Em um avanço significativo para a saúde no Espírito Santo, o Hospital Santa Rita moderniza seu serviço de mamografia com a chegada de dois novos equipamentos. Um é o Senographe Pristina, tecnologia de ponta que promete transformar a rotina de diagnóstico e prevenção do câncer de mama na instituição e que se destaca por integrar dentro da mesma sala a mamografia com a possibilidade de realizar biópsias, sem necessidade de deslocamento do paciente entre salas diferentes, o que representa maior agilidade e produtividade no atendimento.
Além disso, o equipamento capta imagens em 3D por tomossíntese, com ou sem contraste, e reduz o tempo de aquisição das mesmas – uma combinação que favorece tanto a qualidade diagnóstica quanto o conforto da paciente. Segundo Lorran Ferreira, gerente do Serviço de Diagnóstico por Imagem do Hospital Santa Rita, essa integração entre mamografia digital avançada e guia para procedimentos de biópsia eleva a precisão na detecção de lesões pequenas ou de difícil visualização, sobretudo em mamas densas, e melhora significativamente a confiança diagnóstica dos profissionais.
“A maior cobertura e resolução de imagem também potencializam a identificação de tipos específicos de tumor com mais clareza, o que pode ser determinante em estágios iniciais da doença”, afirma. Outro ponto importante é a redução da dose de radiação, associada à otimização da qualidade das imagens e à rapidez do exame – um ganho tanto para a proteção radiológica quanto para o fluxo de exames no hospital.

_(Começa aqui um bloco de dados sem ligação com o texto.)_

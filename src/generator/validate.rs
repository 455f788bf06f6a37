use super::body::{nested_body_name, BodyType, Direction};
use super::decl::wire_type;
use super::naming::{field_name, to_snake_case};
use super::registry::{ArtifactKind, ConversionKey, ConversionKind, Registry, Slot};
use super::templates::FunctionTemplate;
use super::CodegenOptions;
use crate::design::{Attribute, Constraints, DataType, TypeGraph, TypeId};
use anyhow::Context;
use askama::Template;
use std::collections::BTreeSet;

/// Whether any attribute in the slice gives the decode-side validation
/// function something to check: a required attribute (missing-field check),
/// a constraint, or a nested type that itself needs validation.
fn attrs_need_validation(graph: &TypeGraph, attrs: &[Attribute], seen: &mut BTreeSet<TypeId>) -> bool {
    attrs.iter().any(|attr| {
        (attr.required && !attr.has_default)
            || !attr.constraints.is_empty()
            || type_needs_validation(graph, &attr.ty, seen)
    })
}

fn type_needs_validation(graph: &TypeGraph, ty: &DataType, seen: &mut BTreeSet<TypeId>) -> bool {
    match ty {
        DataType::Primitive(_) | DataType::Any => false,
        DataType::Array(elem) => type_needs_validation(graph, elem, seen),
        DataType::Map(_, value) => type_needs_validation(graph, value, seen),
        DataType::Object(attrs) => attrs_need_validation(graph, attrs, seen),
        DataType::Ref(id) => {
            // A type already on the path contributes nothing new; whatever
            // checks it has were counted at the first visit.
            if !seen.insert(*id) {
                return false;
            }
            graph
                .get(*id)
                .map(|ut| attrs_need_validation(graph, &ut.attributes, seen))
                .unwrap_or(false)
        }
    }
}

/// Emits one runtime call per constraint present on the attribute. `value`
/// is bound by reference in the enclosing `if let Some(value)` guard.
/// Returns whether any emitted line needs the `serde_json::json!` import.
fn constraint_lines(
    constraints: &Constraints,
    ty: &DataType,
    ctx: &str,
    indent: &str,
    lines: &mut Vec<String>,
) -> bool {
    if let Some(pattern) = &constraints.pattern {
        lines.push(format!(
            "{indent}violations.pattern(\"{ctx}\", value, {:?});",
            pattern
        ));
    }
    if let Some(format) = &constraints.format {
        lines.push(format!(
            "{indent}violations.format(\"{ctx}\", value, {:?});",
            format
        ));
    }
    if let Some(min) = constraints.minimum {
        lines.push(format!(
            "{indent}violations.minimum(\"{ctx}\", *value as f64, {min}f64);"
        ));
    }
    if let Some(max) = constraints.maximum {
        lines.push(format!(
            "{indent}violations.maximum(\"{ctx}\", *value as f64, {max}f64);"
        ));
    }
    let mut uses_json = false;
    if let Some(values) = &constraints.enum_values {
        uses_json = true;
        let rendered = values
            .iter()
            .map(|v| format!("json!({v})"))
            .collect::<Vec<_>>()
            .join(", ");
        // Enum constraints on array attributes apply to the elements, not
        // to the array as a whole.
        if matches!(ty, DataType::Array(_)) {
            lines.push(format!("{indent}for item in value {{"));
            lines.push(format!(
                "{indent}    violations.enum_of(\"{ctx}\", &json!(item), &[{rendered}]);"
            ));
            lines.push(format!("{indent}}}"));
        } else {
            lines.push(format!(
                "{indent}violations.enum_of(\"{ctx}\", &json!(value), &[{rendered}]);"
            ));
        }
    }
    if let Some(min) = constraints.min_length {
        lines.push(format!(
            "{indent}violations.min_length(\"{ctx}\", value.len(), {min});"
        ));
    }
    if let Some(max) = constraints.max_length {
        lines.push(format!(
            "{indent}violations.max_length(\"{ctx}\", value.len(), {max});"
        ));
    }
    uses_json
}

/// Emits recursion into nested user types reachable from `place`, looping
/// over collections as needed. Types without their own checks produce no
/// code at all.
fn nested_lines(
    graph: &TypeGraph,
    reg: &mut Registry,
    ty: &DataType,
    place: &str,
    indent: &str,
    opts: &CodegenOptions,
    lines: &mut Vec<String>,
) -> anyhow::Result<()> {
    match ty {
        DataType::Primitive(_) | DataType::Any | DataType::Object(_) => {}
        DataType::Ref(id) => {
            if let Some(helper) = ensure_validate_helper(graph, reg, *id, opts)? {
                lines.push(format!(
                    "{indent}if let Err(nested) = {helper}({place}) {{"
                ));
                lines.push(format!("{indent}    violations.merge(nested);"));
                lines.push(format!("{indent}}}"));
            }
        }
        DataType::Array(elem) => {
            let mut probe = BTreeSet::new();
            if type_needs_validation(graph, elem, &mut probe) {
                lines.push(format!("{indent}for item in {place} {{"));
                nested_lines(
                    graph,
                    reg,
                    elem,
                    "item",
                    &format!("{indent}    "),
                    opts,
                    lines,
                )?;
                lines.push(format!("{indent}}}"));
            }
        }
        DataType::Map(_, value) => {
            let mut probe = BTreeSet::new();
            if type_needs_validation(graph, value, &mut probe) {
                lines.push(format!("{indent}for item in {place}.values() {{"));
                nested_lines(
                    graph,
                    reg,
                    value,
                    "item",
                    &format!("{indent}    "),
                    opts,
                    lines,
                )?;
                lines.push(format!("{indent}}}"));
            }
        }
    }
    Ok(())
}

/// Validation statements for all attributes of a decode-side wire object.
/// Every field is `Option` on this side, so required attributes get a
/// missing-field check and everything else runs behind a presence guard.
fn object_validation_lines(
    graph: &TypeGraph,
    reg: &mut Registry,
    attrs: &[Attribute],
    opts: &CodegenOptions,
) -> anyhow::Result<(Vec<String>, bool)> {
    let mut lines = vec![format!(
        "    let mut violations = {}::Violations::new();",
        opts.runtime_path
    )];
    let mut uses_json = false;
    for attr in attrs {
        let field = field_name(&attr.name);
        let ctx = format!("body.{}", attr.name);
        if attr.required && !attr.has_default {
            lines.push(format!("    if body.{field}.is_none() {{"));
            lines.push(format!(
                "        violations.missing_field({:?}, \"body\");",
                attr.name
            ));
            lines.push("    }".to_string());
        }
        let mut probe = BTreeSet::new();
        let has_nested = type_needs_validation(graph, &attr.ty, &mut probe);
        if attr.constraints.is_empty() && !has_nested {
            continue;
        }
        lines.push(format!("    if let Some(value) = &body.{field} {{"));
        uses_json |= constraint_lines(&attr.constraints, &attr.ty, &ctx, "        ", &mut lines);
        nested_lines(graph, reg, &attr.ty, "value", "        ", opts, &mut lines)?;
        lines.push("    }".to_string());
    }
    lines.push("    violations.finish()".to_string());
    Ok((lines, uses_json))
}

/// Emits (or reuses) the shared validation helper for one user type's
/// response body. Returns `None` when the type has nothing to validate, in
/// which case callers emit no recursion either.
fn ensure_validate_helper(
    graph: &TypeGraph,
    reg: &mut Registry,
    id: TypeId,
    opts: &CodegenOptions,
) -> anyhow::Result<Option<String>> {
    let ut = graph.get(id)?;
    let mut seen = BTreeSet::from([id]);
    if !attrs_need_validation(graph, &ut.attributes, &mut seen) {
        return Ok(None);
    }
    let body_name = nested_body_name(&ut.name, Direction::Decode);
    let key = ConversionKey {
        kind: ConversionKind::Validate,
        source: body_name.clone(),
        target: ut.name.clone(),
        view: None,
    };
    let fn_name = format!("validate_{}", to_snake_case(&body_name));
    match reg.reserve(key, fn_name) {
        Slot::Reused(name) => Ok(Some(name)),
        Slot::Reserved(name) => {
            let (lines, uses_json) = object_validation_lines(graph, reg, &ut.attributes, opts)?;
            let code = FunctionTemplate {
                doc: format!("/// Runs the validations defined on {body_name}."),
                vis: "",
                signature: format!(
                    "{name}(body: &{body_name}) -> Result<(), {}::Violations>",
                    opts.runtime_path
                ),
                lines,
            }
            .render()
            .with_context(|| format!("rendering validation helper {name}"))?;
            reg.push_with_json(ArtifactKind::FnDecl, name.clone(), code, uses_json);
            Ok(Some(name))
        }
    }
}

/// Emits the validation function for one decode-side body, when the body has
/// anything to check. Encode-side bodies are built from already-validated
/// domain values and get no validation function.
pub fn emit_body_validation(
    graph: &TypeGraph,
    reg: &mut Registry,
    body: &BodyType,
    opts: &CodegenOptions,
) -> anyhow::Result<()> {
    if body.direction() != Direction::Decode {
        return Ok(());
    }
    let (param_ty, lines, uses_json) = match &body.data {
        DataType::Object(attrs) => {
            let mut seen = BTreeSet::new();
            if !attrs_need_validation(graph, attrs, &mut seen) {
                return Ok(());
            }
            let (lines, uses_json) = object_validation_lines(graph, reg, attrs, opts)?;
            (body.name.clone(), lines, uses_json)
        }
        other => {
            let mut seen = BTreeSet::new();
            if !type_needs_validation(graph, other, &mut seen) {
                return Ok(());
            }
            let mut lines = vec![format!(
                "    let mut violations = {}::Violations::new();",
                opts.runtime_path
            )];
            nested_lines(graph, reg, other, "body", "    ", opts, &mut lines)?;
            lines.push("    violations.finish()".to_string());
            (wire_type(graph, other, Direction::Decode)?, lines, false)
        }
    };
    let fn_name = format!("validate_{}", to_snake_case(&body.name));
    let key = ConversionKey {
        kind: ConversionKind::Validate,
        source: body.name.clone(),
        target: body.name.clone(),
        view: None,
    };
    if matches!(reg.reserve(key, fn_name.clone()), Slot::Reused(_)) {
        return Ok(());
    }
    let code = FunctionTemplate {
        doc: format!("/// Runs the validations defined on {}.", body.name),
        vis: "pub ",
        signature: format!(
            "{fn_name}(body: &{param_ty}) -> Result<(), {}::Violations>",
            opts.runtime_path
        ),
        lines,
    }
    .render()
    .with_context(|| format!("rendering validation function {fn_name}"))?;
    reg.push_with_json(ArtifactKind::FnDecl, fn_name, code, uses_json);
    Ok(())
}
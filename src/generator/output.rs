use super::registry::{Artifact, ArtifactKind};
use anyhow::Context;
use std::fs;
use std::path::Path;
use tracing::debug;

const HEADER: &str = "// Code generated by bodygen, DO NOT EDIT.";

/// Renders one service's artifacts into a single Rust module: file header,
/// imports, then every type declaration followed by every function, in
/// generation order within each group.
pub fn render_module(service: &str, artifacts: &[Artifact]) -> String {
    let mut out = String::new();
    out.push_str(HEADER);
    out.push('\n');
    out.push_str(&format!("//\n// HTTP body types for the \"{service}\" service.\n\n"));
    if artifacts
        .iter()
        .any(|a| a.kind == ArtifactKind::TypeDecl)
    {
        out.push_str("use serde::{Deserialize, Serialize};\n");
    }
    if artifacts.iter().any(|a| a.uses_json) {
        out.push_str("use serde_json::json;\n");
    }
    out.push('\n');
    for kind in [ArtifactKind::TypeDecl, ArtifactKind::FnDecl] {
        for artifact in artifacts.iter().filter(|a| a.kind == kind) {
            out.push_str(&artifact.code);
            out.push('\n');
        }
    }
    out
}

/// Writes one service's generated module to `<out_dir>/<service>_bodies.rs`.
///
/// Existing files are only overwritten with `force`; a skipped file is
/// reported, not an error, so regeneration over a dirty tree stays safe.
///
/// # Errors
///
/// Fails if the output directory cannot be created or the file cannot be
/// written.
pub fn write_service_file(
    out_dir: &Path,
    service: &str,
    artifacts: &[Artifact],
    force: bool,
) -> anyhow::Result<()> {
    fs::create_dir_all(out_dir)
        .with_context(|| format!("creating output directory {}", out_dir.display()))?;
    let file_name = format!("{}_bodies.rs", super::to_snake_case(service));
    let path = out_dir.join(&file_name);
    if path.exists() && !force {
        println!("⚠️  Skipping existing file: {} (use --force to overwrite)", path.display());
        return Ok(());
    }
    let content = render_module(service, artifacts);
    fs::write(&path, &content).with_context(|| format!("writing {}", path.display()))?;
    debug!(file = %path.display(), bytes = content.len(), "wrote generated module");
    println!("✅ Generated: {}", path.display());
    Ok(())
}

“O design moderno e ergonômico do mamógrafo, com um detector maior que abrange toda a mama, também representa um passo à frente em termos de conforto para as pacientes, ainda que a experiência de compressão continue sendo subjetiva para cada mulher”, explica.
Uma das inovações do equipamento é o recurso “patient assisted compression”, que permite o ajuste da compressão por controle remoto, facilitando a adaptação para mulheres com necessidades especiais, como limitações físicas ou próteses mamárias. “Há também expectativas de que a tecnologia seja integrada a futuros sistemas de inteligência artificial para análise de imagens, o que poderá ampliar ainda mais a precisão e a velocidade dos diagnósticos”, revela.
O outro mamógrafo é o Fuji Amulet Innovality, conhecido por ter um excelente padrão de imagem e um destaque maior na realização de tomossíntese. “O equipamento tem um recurso de alta definição (High Resolution – HR) que é excelente no padrão de mama densa”, enfatiza Lorran Ferreira.
A chegada dos equipamentos também impacta diretamente nas estratégias do hospital para detecção precoce: com menor tempo por exame, há perspectiva de aumentar o volume de mamografias realizadas, reduzir filas de espera e, consequentemente, ampliar o acesso ao rastreamento, especialmente entre pacientes do SUS, que representam mais de 90% da demanda atendida pela instituição. Importante destacar que a tecnologia também está disponível para agendamentos particulares e de convênios.
Essa ampliação tecnológica vem em um contexto em que o câncer de mama continua sendo um dos principais desafios de saúde pública no Brasil. O número estimado de casos novos de câncer de mama no Brasil, para cada ano do triênio de 2026 a 2028, é de 78.610 casos, com risco estimado de 71,57 casos novos a cada 100 mil mulheres, segundo dados do Instituto Nacional de Câncer (Inca).
A chegada dos novos mamógrafos, aliada a planos do Hospital Santa Rita de aderir ao Programa de Qualidade em Mamografia (PQM) do Inca, reforça o compromisso da instituição com a excelência, a equidade e o acolhimento. “A meta é não apenas oferecer tecnologia de ponta, mas também fortalecer a linha de cuidado para a saúde da mulher e a detecção precoce do câncer de mama, trazendo benefícios concretos para a comunidade atendida”, conclui Lorran Ferreira.